Happy to hear you're considering single-spa or at least looking at building a system that operates similarly. Redux-like state management is not built into single-spa itself, but you can definitely use redux or any other state management system in addition to single-spa. The way you would do this is to have redux in a common dependencies bundle and then have all the child applications import the redux store and use it inside their application.

How to share state between single-spa child applications is a common question, and one that I think there still is room for innovation and improvement. At Canopy, we use single-spa in production with 14 child applications, and we have a few techniques for sharing state. We also adopted a convention that we like that simplifies state management.

A simplifying convention

At Canopy, we have only one "main content" child application that is active at any time. There are still multiple applications active at once, but only one of them is rendering the main content that is scrollable. The rest of them (so far) just render fixed position menus. As you're navigating around, the menus might stay in place when the main content applications are switching off. So in the screenshot below, communications-ui is the main content application that is scrollable, and primary-navbar, contact-menu, and workflow-ui are supplementary applications that just are fixed menus.

screen shot 2017-08-18 at 12 09 08 pm

Canopy techniques for sharing state

We chose not to have a global redux store or state manager at Canopy. What we have preferred is to have each of the child applications manage their own state and be self encapsulated. We were worried that a global store would lead to weird situations where the order in which you navigate around to applications matters. In other words, we wanted to avoid where navigating to App1 and then to App2 would result in a different global state (and bugs) than navigating to App2 and then to App1. Another reason we have liked doing things that way is that we deploy the child applications separately and it is nice to have a blast radius of each deployment. We were worried that having a global state manager would create situations where you couldn't really deploy one of the child applications without worrying about how it interacted with the other apps and the global state.

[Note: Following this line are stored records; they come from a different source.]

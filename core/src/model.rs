use std::fmt;
use std::hash::{Hash, Hasher};

/// Identity of a vertex. Any stable, totally ordered, hashable scalar works:
/// string ids (`&str`, `String`) and integer ids (`u64`, `i64`, ...) both do.
///
/// The `Ord` bound supplies the canonical tie-break used to list each
/// undirected edge exactly once.
pub trait VertexKey: Clone + Eq + Hash + Ord + fmt::Display {}

impl<T> VertexKey for T where T: Clone + Eq + Hash + Ord + fmt::Display {}

/// A graph vertex: an immutable identity plus an optional payload.
///
/// Equality and hashing look at the identity only, so two vertices with the
/// same id and different payloads are the same vertex.
#[derive(Debug, Clone)]
pub struct Vertex<I, V = ()> {
    id: I,
    data: Option<V>,
}

impl<I, V> Vertex<I, V> {
    pub fn new(id: I) -> Self {
        Self { id, data: None }
    }

    pub fn with_data(id: I, data: V) -> Self {
        Self {
            id,
            data: Some(data),
        }
    }

    pub fn id(&self) -> &I {
        &self.id
    }

    pub fn data(&self) -> Option<&V> {
        self.data.as_ref()
    }
}

impl<I, V> From<I> for Vertex<I, V> {
    fn from(id: I) -> Self {
        Self::new(id)
    }
}

impl<I: PartialEq, V> PartialEq for Vertex<I, V> {
    fn eq(&self, other: &Self) -> bool {
        self.id == other.id
    }
}

impl<I: Eq, V> Eq for Vertex<I, V> {}

impl<I: Hash, V> Hash for Vertex<I, V> {
    fn hash<H: Hasher>(&self, state: &mut H) {
        self.id.hash(state);
    }
}

impl<I: fmt::Display, V> fmt::Display for Vertex<I, V> {
    fn fmt(&self, f: &mut fmt::Formatter<'_>) -> fmt::Result {
        write!(f, "Vertex({})", self.id)
    }
}

/// A directed connection `source -> target` with optional weight and payload.
///
/// Edges are value objects: once built they are never mutated. Undirected
/// graphs store each logical edge as two `Edge`s, one per direction, carrying
/// the same weight and payload.
#[derive(Debug, Clone, PartialEq)]
pub struct Edge<I, E = ()> {
    source: I,
    target: I,
    weight: Option<f64>,
    data: Option<E>,
}

impl<I, E> Edge<I, E> {
    pub fn new(source: I, target: I, weight: Option<f64>, data: Option<E>) -> Self {
        Self {
            source,
            target,
            weight,
            data,
        }
    }

    pub fn source(&self) -> &I {
        &self.source
    }

    pub fn target(&self) -> &I {
        &self.target
    }

    pub fn weight(&self) -> Option<f64> {
        self.weight
    }

    pub fn data(&self) -> Option<&E> {
        self.data.as_ref()
    }

    /// `(source, target)`.
    pub fn endpoints(&self) -> (&I, &I) {
        (&self.source, &self.target)
    }

    /// True if `v` is either endpoint.
    pub fn is_incident(&self, v: &I) -> bool
    where
        I: PartialEq,
    {
        self.source == *v || self.target == *v
    }
}

impl<I: Clone, E: Clone> Edge<I, E> {
    /// The mirror entry `target -> source` with identical weight and payload.
    pub(crate) fn reversed(&self) -> Self {
        Self {
            source: self.target.clone(),
            target: self.source.clone(),
            weight: self.weight,
            data: self.data.clone(),
        }
    }
}

impl<I: fmt::Display, E> fmt::Display for Edge<I, E> {
    fn fmt(&self, f: &mut fmt::Formatter<'_>) -> fmt::Result {
        match self.weight {
            Some(w) => write!(f, "Edge({} -> {}, w={})", self.source, self.target, w),
            None => write!(f, "Edge({} -> {})", self.source, self.target),
        }
    }
}
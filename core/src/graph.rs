use std::fmt;

use tracing::trace;

use crate::adjacency::{Adjacent, AdjacencyMap};
use crate::error::{GraphError, Result};
use crate::model::{Edge, Vertex, VertexKey};

/// Shared interface of directed and undirected adjacency-map graphs.
///
/// Implementors provide the variant-specific operations (edge insertion and
/// removal, degree queries, incident-edge enumeration and the listing rule
/// used by [`Graph::edges`]); the read-only queries are derived from the
/// backing adjacency store. The trait is sealed: the store is only ever
/// written through `add_vertex`, `add_edge` and the removals.
pub trait Graph: sealed::Sealed {
    type Key: VertexKey;
    type VertexData;
    type EdgeData: Clone;

    /// Read-only view of the backing store.
    fn adjacency(&self) -> &AdjacencyMap<Self::Key, Self::VertexData, Self::EdgeData>;

    fn is_directed(&self) -> bool;

    /// Add `v` unless a vertex with the same id is already present.
    fn add_vertex(&mut self, v: impl Into<Vertex<Self::Key, Self::VertexData>>);

    /// Remove `v` together with every edge incident to it. No-op if absent.
    fn remove_vertex(&mut self, v: &Self::Key);

    /// Insert the edge `u -> v`, adding missing endpoints first, and return it.
    /// Re-adding an edge between the same pair replaces the previous one.
    fn add_edge(
        &mut self,
        u: impl Into<Vertex<Self::Key, Self::VertexData>>,
        v: impl Into<Vertex<Self::Key, Self::VertexData>>,
        weight: Option<f64>,
        data: Option<Self::EdgeData>,
    ) -> Edge<Self::Key, Self::EdgeData>;

    /// Remove `e`. No-op if it is not stored.
    fn remove_edge(&mut self, e: &Edge<Self::Key, Self::EdgeData>);

    fn in_degree(&self, v: &Self::Key) -> usize;

    fn out_degree(&self, v: &Self::Key) -> usize;

    fn degree(&self, v: &Self::Key) -> usize;

    fn in_edges<'a>(
        &'a self,
        v: &'a Self::Key,
    ) -> impl Iterator<Item = &'a Edge<Self::Key, Self::EdgeData>> + 'a;

    fn out_edges<'a>(
        &'a self,
        v: &'a Self::Key,
    ) -> impl Iterator<Item = &'a Edge<Self::Key, Self::EdgeData>> + 'a;

    /// Whether the stored entry `source -> target` represents its logical edge
    /// when enumerating all edges.
    fn lists_edge(source: &Self::Key, target: &Self::Key) -> bool;

    // -- shared operations --

    fn contains_vertex(&self, v: &Self::Key) -> bool {
        self.adjacency().contains_vertex(v)
    }

    fn vertex(&self, v: &Self::Key) -> Option<&Vertex<Self::Key, Self::VertexData>> {
        self.adjacency().vertex(v)
    }

    /// All vertices in order of first insertion.
    fn vertices(&self) -> impl Iterator<Item = &Vertex<Self::Key, Self::VertexData>> + '_ {
        self.adjacency().vertices()
    }

    fn vertex_ids(&self) -> impl Iterator<Item = &Self::Key> + '_ {
        self.adjacency().ids()
    }

    /// Every logical edge exactly once.
    fn edges(&self) -> impl Iterator<Item = &Edge<Self::Key, Self::EdgeData>> + '_ {
        self.adjacency().rows().flat_map(|(u, neighbors)| {
            neighbors
                .iter()
                .filter(move |(v, _)| Self::lists_edge(u, v))
                .map(|(_, e)| e)
        })
    }

    /// Neighbor → edge mapping of `v`; empty if `v` is absent or isolated.
    fn adjacent(&self, v: &Self::Key) -> Adjacent<'_, Self::Key, Self::EdgeData> {
        self.adjacency().neighbors(v)
    }

    fn get_edge(&self, u: &Self::Key, v: &Self::Key) -> Option<&Edge<Self::Key, Self::EdgeData>> {
        self.adjacency().edge(u, v)
    }

    fn endpoints<'e>(
        &self,
        e: &'e Edge<Self::Key, Self::EdgeData>,
    ) -> (&'e Self::Key, &'e Self::Key) {
        e.endpoints()
    }

    /// The endpoint of `e` that is not `v`.
    fn opposite<'e>(
        &self,
        v: &Self::Key,
        e: &'e Edge<Self::Key, Self::EdgeData>,
    ) -> Result<&'e Self::Key> {
        if e.source() == v {
            Ok(e.target())
        } else if e.target() == v {
            Ok(e.source())
        } else {
            Err(GraphError::NotIncident {
                vertex: v.to_string(),
                from: e.source().to_string(),
                to: e.target().to_string(),
            })
        }
    }

    /// Number of vertices.
    fn order(&self) -> usize {
        self.adjacency().vertex_count()
    }

    /// Number of logical edges.
    fn size(&self) -> usize {
        self.edges().count()
    }

    /// Bulk insert unweighted edges.
    fn load_edges<It>(&mut self, edges: It)
    where
        It: IntoIterator<Item = (Self::Key, Self::Key)>,
    {
        for (u, v) in edges {
            self.add_edge(u, v, None, None);
        }
    }
}

mod sealed {
    pub trait Sealed {}

    impl<I, V, E> Sealed for super::DirectedGraph<I, V, E> {}
    impl<I, V, E> Sealed for super::UndirectedGraph<I, V, E> {}
}

/// Directed graph: `add_edge(u, v)` stores `u -> v` only.
pub struct DirectedGraph<I, V = (), E = ()> {
    adj: AdjacencyMap<I, V, E>,
}

/// Undirected graph: `add_edge(u, v)` stores `u -> v` and the mirror `v -> u`.
pub struct UndirectedGraph<I, V = (), E = ()> {
    adj: AdjacencyMap<I, V, E>,
}

impl<I: VertexKey, V, E> DirectedGraph<I, V, E> {
    pub fn new() -> Self {
        Self {
            adj: AdjacencyMap::new(),
        }
    }

    pub fn with_capacity(vertex_count: usize) -> Self {
        Self {
            adj: AdjacencyMap::with_capacity(vertex_count),
        }
    }
}

impl<I: VertexKey, V, E> UndirectedGraph<I, V, E> {
    pub fn new() -> Self {
        Self {
            adj: AdjacencyMap::new(),
        }
    }

    pub fn with_capacity(vertex_count: usize) -> Self {
        Self {
            adj: AdjacencyMap::with_capacity(vertex_count),
        }
    }

    /// Canonical direction of an undirected pair: `u -> v` with `u <= v`.
    fn canonical(u: &I, v: &I) -> bool {
        u <= v
    }
}

impl<I: VertexKey, V, E: Clone> Graph for DirectedGraph<I, V, E> {
    type Key = I;
    type VertexData = V;
    type EdgeData = E;

    fn adjacency(&self) -> &AdjacencyMap<I, V, E> {
        &self.adj
    }

    fn is_directed(&self) -> bool {
        true
    }

    fn add_vertex(&mut self, v: impl Into<Vertex<I, V>>) {
        self.adj.insert_vertex(v.into());
    }

    fn remove_vertex(&mut self, v: &I) {
        if self.adj.remove_vertex(v).is_some() {
            trace!(vertex = %v, "removed vertex");
        }
    }

    fn add_edge(
        &mut self,
        u: impl Into<Vertex<I, V>>,
        v: impl Into<Vertex<I, V>>,
        weight: Option<f64>,
        data: Option<E>,
    ) -> Edge<I, E> {
        let (u, v) = (u.into(), v.into());
        let edge = Edge::new(u.id().clone(), v.id().clone(), weight, data);
        self.adj.insert_vertex(u);
        self.adj.insert_vertex(v);
        let stored = self.adj.insert_edge(edge.clone());
        debug_assert!(stored);
        edge
    }

    fn remove_edge(&mut self, e: &Edge<I, E>) {
        if self.adj.remove_edge(e.source(), e.target()).is_some() {
            trace!(from = %e.source(), to = %e.target(), "removed edge");
        }
    }

    /// Number of vertices with an edge into `v`. Scans every adjacency row.
    fn in_degree(&self, v: &I) -> usize {
        self.adj
            .rows()
            .filter(|(_, neighbors)| neighbors.contains_key(v))
            .count()
    }

    fn out_degree(&self, v: &I) -> usize {
        self.adj.neighbors(v).len()
    }

    /// In-degree plus out-degree.
    fn degree(&self, v: &I) -> usize {
        self.in_degree(v) + self.out_degree(v)
    }

    fn in_edges<'a>(&'a self, v: &'a I) -> impl Iterator<Item = &'a Edge<I, E>> + 'a {
        self.adj
            .rows()
            .filter_map(move |(_, neighbors)| neighbors.get(v))
    }

    fn out_edges<'a>(&'a self, v: &'a I) -> impl Iterator<Item = &'a Edge<I, E>> + 'a {
        self.adj.neighbors(v).edges()
    }

    fn lists_edge(_source: &I, _target: &I) -> bool {
        true
    }
}

impl<I: VertexKey, V, E: Clone> Graph for UndirectedGraph<I, V, E> {
    type Key = I;
    type VertexData = V;
    type EdgeData = E;

    fn adjacency(&self) -> &AdjacencyMap<I, V, E> {
        &self.adj
    }

    fn is_directed(&self) -> bool {
        false
    }

    fn add_vertex(&mut self, v: impl Into<Vertex<I, V>>) {
        self.adj.insert_vertex(v.into());
    }

    fn remove_vertex(&mut self, v: &I) {
        if self.adj.remove_vertex(v).is_some() {
            trace!(vertex = %v, "removed vertex");
        }
    }

    fn add_edge(
        &mut self,
        u: impl Into<Vertex<I, V>>,
        v: impl Into<Vertex<I, V>>,
        weight: Option<f64>,
        data: Option<E>,
    ) -> Edge<I, E> {
        let (u, v) = (u.into(), v.into());
        let edge = Edge::new(u.id().clone(), v.id().clone(), weight, data);
        self.adj.insert_vertex(u);
        self.adj.insert_vertex(v);
        let stored = self.adj.insert_edge(edge.clone()) && self.adj.insert_edge(edge.reversed());
        debug_assert!(stored);
        edge
    }

    fn remove_edge(&mut self, e: &Edge<I, E>) {
        let forward = self.adj.remove_edge(e.source(), e.target());
        let mirror = self.adj.remove_edge(e.target(), e.source());
        if forward.is_some() || mirror.is_some() {
            trace!(from = %e.source(), to = %e.target(), "removed edge");
        }
    }

    fn in_degree(&self, v: &I) -> usize {
        self.degree(v)
    }

    fn out_degree(&self, v: &I) -> usize {
        self.degree(v)
    }

    /// Size of `v`'s neighbor map; a self-loop counts once.
    fn degree(&self, v: &I) -> usize {
        self.adj.neighbors(v).len()
    }

    /// Incident edges of `v` whose stored direction is canonical.
    fn in_edges<'a>(&'a self, v: &'a I) -> impl Iterator<Item = &'a Edge<I, E>> + 'a {
        self.out_edges(v)
    }

    /// Incident edges of `v` whose stored direction is canonical.
    fn out_edges<'a>(&'a self, v: &'a I) -> impl Iterator<Item = &'a Edge<I, E>> + 'a {
        self.adj
            .neighbors(v)
            .iter()
            .filter(move |(u, _)| Self::canonical(v, u))
            .map(|(_, e)| e)
    }

    fn lists_edge(source: &I, target: &I) -> bool {
        Self::canonical(source, target)
    }
}

impl<I: VertexKey, V, E> Default for DirectedGraph<I, V, E> {
    fn default() -> Self {
        Self::new()
    }
}

impl<I: VertexKey, V, E> Default for UndirectedGraph<I, V, E> {
    fn default() -> Self {
        Self::new()
    }
}

impl<I: VertexKey, V, E> fmt::Display for DirectedGraph<I, V, E> {
    fn fmt(&self, f: &mut fmt::Formatter<'_>) -> fmt::Result {
        fmt::Display::fmt(&self.adj, f)
    }
}

impl<I: VertexKey, V, E> fmt::Display for UndirectedGraph<I, V, E> {
    fn fmt(&self, f: &mut fmt::Formatter<'_>) -> fmt::Result {
        fmt::Display::fmt(&self.adj, f)
    }
}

As an alternative, we use the following state sharing techniques:

  • Having a shared API layer that can cache api objects. What we realized is that a lot of the state that needs to be shared between child applications is just API data. The UI-state that isn't in the API is much less commonly shared. So we built an ajax library that allows child applications to fetch data from the server like normal, but sometimes the data is actually cached and an ajax request isn't really made. This way, the child applications don't even need to know if any other child application is fetching the same data, they just make the API request like normal and that ajax library takes care of not making too many ajax requests to the same endpoint. This solves a surprisingly high percentage of our data sharing needs.
  • Apps that export observables to other apps. For this one, we choose an owning application for a piece of UI state and then we have that application export an observable for that data. All other applications subscribe to the observable, but can't change the values in it. We don't use this very often, but have found a few use cases where we like it. It's not quite a global store since there is an owning application for the state, and we have also found it pretty simple to debug/interact with because only the owning application updates the data.
  • App1 imports a function from App2 and calls it. What we like about this is that it is explicit and easy to follow where the data is originating and where it's going.

Anyway, that is how we do it at Canopy. But like I said above, I think this is an area where there could be more innovation. If you guys find a better way to do things, we'd be happy to hear what you've done!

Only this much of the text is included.